The lyrics and style tags are converted into a set of abstract mathematical tokens. A tiny map that encodes the overall vibe and flow.
Okay, but how does it handle all the instruments?
This is the clever cheat code. Instead of building up every instrument or stem, it generates a *single* mel-spectrogram. The full, finished picture of the whole song, all at once.
Just one?
Yup. No multi-track recorder, no separate diffusion magic for drums or vocals. It's more like a futuristic flatbed scanner for music.
The model starts with noise and sharpens it, one pass, using the blueprint as guidance. Everything—the kick, the pad, the harmonies—gets painted in at once.
Okay, so it's one big picture. How do you turn it into sound?
The whole spectrogram goes through a neural vocoder pass, something like EnCodec or HiFi-GAN. No fancy mixdowns, no per-instrument rendering.
Hold on. If everything is baked into one spectrogram and vocoded in a single pass… shouldn't it sound like mud? Kick drum fighting the bass, vocals drowning in reverb. How does it still sound so good?
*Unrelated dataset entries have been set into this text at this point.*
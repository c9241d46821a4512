//! Units file scanner over the logos token stream

use super::token::{Token, TokenKind};
use crate::common::{Span, UnitsError, UnitsResult};
use logos::Logos;

/// Lexer for units description files
pub struct Lexer<'a> {
    inner: logos::Lexer<'a, TokenKind>,
    peeked: Option<Token>,
    at_eof: bool,
}

impl<'a> Lexer<'a> {
    pub fn new(source: &'a str) -> Self {
        Self {
            inner: TokenKind::lexer(source),
            peeked: None,
            at_eof: false,
        }
    }

    pub fn next_token(&mut self) -> UnitsResult<Token> {
        match self.peeked.take() {
            Some(token) => Ok(token),
            None => self.scan_token(),
        }
    }

    fn scan_token(&mut self) -> UnitsResult<Token> {
        if self.at_eof {
            let len = self.inner.source().len();
            return Ok(Token::new(TokenKind::Eof, Span::new(len, len)));
        }

        match self.inner.next() {
            Some(Ok(kind)) => {
                let span = self.inner.span();
                Ok(Token::new(kind, Span::new(span.start, span.end)))
            }
            Some(Err(())) => {
                let span = self.inner.span();
                Err(UnitsError::syntax(
                    format!("unexpected input '{}'", self.inner.slice()),
                    Span::new(span.start, span.end),
                ))
            }
            None => {
                self.at_eof = true;
                let len = self.inner.source().len();
                Ok(Token::new(TokenKind::Eof, Span::new(len, len)))
            }
        }
    }

    pub fn peek(&mut self) -> UnitsResult<&Token> {
        let token = match self.peeked.take() {
            Some(token) => token,
            None => self.scan_token()?,
        };
        Ok(self.peeked.insert(token))
    }

    pub fn check(&mut self, expected: &TokenKind) -> UnitsResult<bool> {
        Ok(std::mem::discriminant(&self.peek()?.kind) == std::mem::discriminant(expected))
    }

    /// Consume the next token if it matches
    pub fn match_token(&mut self, expected: &TokenKind) -> UnitsResult<bool> {
        if self.check(expected)? {
            self.next_token()?;
            Ok(true)
        } else {
            Ok(false)
        }
    }

    pub fn expect(&mut self, expected: TokenKind) -> UnitsResult<Token> {
        let token = self.next_token()?;
        if std::mem::discriminant(&token.kind) == std::mem::discriminant(&expected) {
            Ok(token)
        } else {
            Err(UnitsError::syntax(
                format!("expected {}, found {}", expected, token.kind),
                token.span,
            ))
        }
    }

    pub fn tokenize_all(mut self) -> UnitsResult<Vec<Token>> {
        let mut tokens = Vec::new();
        loop {
            let token = self.next_token()?;
            let is_eof = matches!(token.kind, TokenKind::Eof);
            tokens.push(token);
            if is_eof {
                break;
            }
        }
        Ok(tokens)
    }
}

#[cfg(test)]
mod tests {
    use super::*;

    #[test]
    fn test_keywords_and_names() {
        let tokens = Lexer::new("base meter [m]; unit kilometer").tokenize_all().unwrap();

        assert!(matches!(tokens[0].kind, TokenKind::Base));
        assert!(matches!(&tokens[1].kind, TokenKind::Identifier(s) if s == "meter"));
        assert!(matches!(&tokens[2].kind, TokenKind::Symbol(s) if s == "m"));
        assert!(matches!(tokens[3].kind, TokenKind::Semi));
        assert!(matches!(tokens[4].kind, TokenKind::Unit));
        assert!(matches!(&tokens[5].kind, TokenKind::Identifier(s) if s == "kilometer"));
        assert!(matches!(tokens[6].kind, TokenKind::Eof));
    }

    #[test]
    fn test_keyword_prefix_is_identifier() {
        let tokens = Lexer::new("units baseline").tokenize_all().unwrap();
        assert!(matches!(&tokens[0].kind, TokenKind::Identifier(s) if s == "units"));
        assert!(matches!(&tokens[1].kind, TokenKind::Identifier(s) if s == "baseline"));
    }

    #[test]
    fn test_numbers() {
        let tokens = Lexer::new("1000 1.609344 2.5e-3").tokenize_all().unwrap();
        assert_eq!(tokens[0].kind, TokenKind::Number(1000.0));
        assert_eq!(tokens[1].kind, TokenKind::Number(1.609344));
        assert_eq!(tokens[2].kind, TokenKind::Number(0.0025));
    }

    #[test]
    fn test_punctuation() {
        let tokens = Lexer::new("-> <- = : ; , * / ^ -").tokenize_all().unwrap();
        let kinds: Vec<TokenKind> = tokens.into_iter().map(|t| t.kind).collect();
        assert_eq!(
            kinds,
            vec![
                TokenKind::Arrow,
                TokenKind::BackArrow,
                TokenKind::Eq,
                TokenKind::Colon,
                TokenKind::Semi,
                TokenKind::Comma,
                TokenKind::Star,
                TokenKind::Slash,
                TokenKind::Caret,
                TokenKind::Minus,
                TokenKind::Eof,
            ]
        );
    }

    #[test]
    fn test_comments_skipped() {
        let source = "# header\nbase meter [m]; // trailing\n";
        let tokens = Lexer::new(source).tokenize_all().unwrap();
        assert_eq!(tokens.len(), 5);
        assert!(matches!(tokens[0].kind, TokenKind::Base));
    }

    #[test]
    fn test_unexpected_character() {
        let err = Lexer::new("base meter @").tokenize_all().unwrap_err();
        assert!(matches!(err, UnitsError::Syntax { span, .. } if span == Span::new(11, 12)));
    }

    #[test]
    fn test_expect_reports_found_token() {
        let mut lexer = Lexer::new("meter");
        let err = lexer.expect(TokenKind::Semi).unwrap_err();
        assert_eq!(
            err.to_string(),
            "syntax error at 0..5: expected ';', found identifier 'meter'"
        );
    }
}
It should. And with 2022 models it did. But 2025 models are scary good for one simple reason…
Look here — see how the bass energy dips exactly where the kick hits? See the 3–5 kHz notch when the vocal comes in? That's not a mixing engineer. That's the U-Net hallucinating negative space.
But you are right that this architecture can't produce sounds that are perfect. Artifacts sneak in from 'spectral peaks.' That's how AI-generated songs get detected.
We call these spectral peaks or diffusion artifacts. They're leftover deconvolution errors from the denoising steps. Human ears hear them as a subtle metallic sheen, glassy, or 'sparkly' quality — especially on hi-hats, vocal sibilance, and reverb tails.
A real reverb tail decays chaotically. An AI tail decays in perfect little steps because the model was denoising in fixed iterations. Your brain notices the grid pattern even if you can't consciously hear it.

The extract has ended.